Every line of the data below should be printed exactly.

========================

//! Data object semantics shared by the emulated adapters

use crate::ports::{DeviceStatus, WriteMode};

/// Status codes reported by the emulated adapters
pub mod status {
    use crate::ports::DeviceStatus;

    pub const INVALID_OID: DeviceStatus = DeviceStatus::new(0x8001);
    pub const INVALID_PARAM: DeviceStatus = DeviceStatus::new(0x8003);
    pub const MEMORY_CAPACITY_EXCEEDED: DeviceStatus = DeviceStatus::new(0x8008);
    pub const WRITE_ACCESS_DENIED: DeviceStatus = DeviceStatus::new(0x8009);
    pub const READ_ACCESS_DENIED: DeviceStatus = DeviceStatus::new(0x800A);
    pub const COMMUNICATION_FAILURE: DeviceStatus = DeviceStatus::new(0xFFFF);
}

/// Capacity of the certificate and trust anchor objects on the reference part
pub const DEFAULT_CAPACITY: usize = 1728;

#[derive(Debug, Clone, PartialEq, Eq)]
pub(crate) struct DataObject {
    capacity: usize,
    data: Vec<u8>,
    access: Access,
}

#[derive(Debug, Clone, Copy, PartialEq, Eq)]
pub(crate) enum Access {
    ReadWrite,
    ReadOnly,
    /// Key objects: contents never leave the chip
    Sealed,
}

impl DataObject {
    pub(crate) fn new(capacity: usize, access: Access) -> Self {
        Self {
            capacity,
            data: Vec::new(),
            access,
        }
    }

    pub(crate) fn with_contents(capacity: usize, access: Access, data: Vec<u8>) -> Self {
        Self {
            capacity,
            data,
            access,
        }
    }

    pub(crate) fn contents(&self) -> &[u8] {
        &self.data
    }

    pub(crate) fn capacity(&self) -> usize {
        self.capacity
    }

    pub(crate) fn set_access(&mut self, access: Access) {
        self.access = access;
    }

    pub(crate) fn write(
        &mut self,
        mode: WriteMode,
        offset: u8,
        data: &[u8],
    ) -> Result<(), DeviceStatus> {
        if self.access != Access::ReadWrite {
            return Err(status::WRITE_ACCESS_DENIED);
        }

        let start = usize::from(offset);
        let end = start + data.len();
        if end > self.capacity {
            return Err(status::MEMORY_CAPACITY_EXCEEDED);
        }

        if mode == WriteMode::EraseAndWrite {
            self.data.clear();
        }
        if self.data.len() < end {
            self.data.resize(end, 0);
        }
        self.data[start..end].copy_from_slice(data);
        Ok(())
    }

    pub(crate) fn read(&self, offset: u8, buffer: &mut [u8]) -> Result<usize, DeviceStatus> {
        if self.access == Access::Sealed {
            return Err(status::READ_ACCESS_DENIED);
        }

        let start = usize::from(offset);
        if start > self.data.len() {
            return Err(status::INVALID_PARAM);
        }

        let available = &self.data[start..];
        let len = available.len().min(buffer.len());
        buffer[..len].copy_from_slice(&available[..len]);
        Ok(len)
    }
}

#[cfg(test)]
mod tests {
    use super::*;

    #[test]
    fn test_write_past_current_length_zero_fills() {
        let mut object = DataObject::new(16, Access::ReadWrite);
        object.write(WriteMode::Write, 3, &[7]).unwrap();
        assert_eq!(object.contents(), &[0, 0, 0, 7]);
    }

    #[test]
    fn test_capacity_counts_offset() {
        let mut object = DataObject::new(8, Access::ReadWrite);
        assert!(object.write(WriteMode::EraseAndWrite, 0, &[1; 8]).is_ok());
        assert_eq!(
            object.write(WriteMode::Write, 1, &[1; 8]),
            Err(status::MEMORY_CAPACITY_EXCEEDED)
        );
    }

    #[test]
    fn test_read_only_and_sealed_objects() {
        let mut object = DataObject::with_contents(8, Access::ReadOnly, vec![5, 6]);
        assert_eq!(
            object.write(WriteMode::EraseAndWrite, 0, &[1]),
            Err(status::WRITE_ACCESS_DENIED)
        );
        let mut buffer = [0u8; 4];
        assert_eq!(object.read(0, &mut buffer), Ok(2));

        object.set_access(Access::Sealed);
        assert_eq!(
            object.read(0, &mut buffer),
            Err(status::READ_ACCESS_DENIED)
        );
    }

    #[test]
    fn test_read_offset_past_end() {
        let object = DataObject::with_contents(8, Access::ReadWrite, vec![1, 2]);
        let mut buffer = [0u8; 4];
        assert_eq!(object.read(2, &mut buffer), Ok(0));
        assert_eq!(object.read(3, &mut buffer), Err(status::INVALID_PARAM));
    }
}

========================

# SOLUTION:
//! Data object semantics shared by the emulated adapters

use crate::ports::{DeviceStatus, WriteMode};

/// Status codes reported by the emulated adapters
pub mod status {
    use crate::ports::DeviceStatus;

    pub const INVALID_OID: DeviceStatus = DeviceStatus::new(0x8001);
    pub const INVALID_PARAM: DeviceStatus = DeviceStatus::new(0x8003);
    pub const MEMORY_CAPACITY_EXCEEDED: DeviceStatus = DeviceStatus::new(0x8008);
    pub const WRITE_ACCESS_DENIED: DeviceStatus = DeviceStatus::new(0x8009);
    pub const READ_ACCESS_DENIED: DeviceStatus = DeviceStatus::new(0x800A);
    pub const COMMUNICATION_FAILURE: DeviceStatus = DeviceStatus::new(0xFFFF);
}

/// Capacity of the certificate and trust anchor objects on the reference part
pub const DEFAULT_CAPACITY: usize = 1728;

#[derive(Debug, Clone, PartialEq, Eq)]
pub(crate) struct DataObject {
    capacity: usize,
    data: Vec<u8>,
    access: Access,
}

#[derive(Debug, Clone, Copy, PartialEq, Eq)]
pub(crate) enum Access {
    ReadWrite,
    ReadOnly,
    /// Key objects: contents never leave the chip
    Sealed,
}

impl DataObject {
    pub(crate) fn new(capacity: usize, access: Access) -> Self {
        Self {
            capacity,
            data: Vec::new(),
            access,
        }
    }

    pub(crate) fn with_contents(capacity: usize, access: Access, data: Vec<u8>) -> Self {
        Self {
            capacity,
            data,
            access,
        }
    }

    pub(crate) fn contents(&self) -> &[u8] {
        &self.data
    }

    pub(crate) fn capacity(&self) -> usize {
        self.capacity
    }

    pub(crate) fn set_access(&mut self, access: Access) {
        self.access = access;
    }

    pub(crate) fn write(
        &mut self,
        mode: WriteMode,
        offset: u8,
        data: &[u8],
    ) -> Result<(), DeviceStatus> {
        if self.access != Access::ReadWrite {
            return Err(status::WRITE_ACCESS_DENIED);
        }

        let start = usize::from(offset);
        let end = start + data.len();
        if end > self.capacity {
            return Err(status::MEMORY_CAPACITY_EXCEEDED);
        }

        if mode == WriteMode::EraseAndWrite {
            self.data.clear();
        }
        if self.data.len() < end {
            self.data.resize(end, 0);
        }
        self.data[start..end].copy_from_slice(data);
        Ok(())
    }

    pub(crate) fn read(&self, offset: u8, buffer: &mut [u8]) -> Result<usize, DeviceStatus> {
        if self.access == Access::Sealed {
            return Err(status::READ_ACCESS_DENIED);
        }

        let start = usize::from(offset);
        if start > self.data.len() {
            return Err(status::INVALID_PARAM);
        }

        let available = &self.data[start..];
        let len = available.len().min(buffer.len());
        buffer[..len].copy_from_slice(&available[..len]);
        Ok(len)
    }
}

#[cfg(test)]
mod tests {
    use super::*;

    #[test]
    fn test_write_past_current_length_zero_fills() {
        let mut object = DataObject::new(16, Access::ReadWrite);
        object.write(WriteMode::Write, 3, &[7]).unwrap();
        assert_eq!(object.contents(), &[0, 0, 0, 7]);
    }

    #[test]
    fn test_capacity_counts_offset() {
        let mut object = DataObject::new(8, Access::ReadWrite);
        assert!(object.write(WriteMode::EraseAndWrite, 0, &[1; 8]).is_ok());
        assert_eq!(
            object.write(WriteMode::Write, 1, &[1; 8]),
            Err(status::MEMORY_CAPACITY_EXCEEDED)
        );
    }

    #[test]
    fn test_read_only_and_sealed_objects() {
        let mut object = DataObject::with_contents(8, Access::ReadOnly, vec![5, 6]);
        assert_eq!(
            object.write(WriteMode::EraseAndWrite, 0, &[1]),
            Err(status::WRITE_ACCESS_DENIED)
        );
        let mut buffer = [0u8; 4];
        assert_eq!(object.read(0, &mut buffer), Ok(2));

        object.set_access(Access::Sealed);
        assert_eq!(
            object.read(0, &mut buffer),
            Err(status::READ_ACCESS_DENIED)
        );
    }

    #[test]
    fn test_read_offset_past_end() {
        let object = DataObject::with_contents(8, Access::ReadWrite, vec![1, 2]);
        let mut buffer = [0u8; 4];
        assert_eq!(object.read(2, &mut buffer), Ok(0));
        assert_eq!(object.read(3, &mut buffer), Err(status::INVALID_PARAM));
    }
}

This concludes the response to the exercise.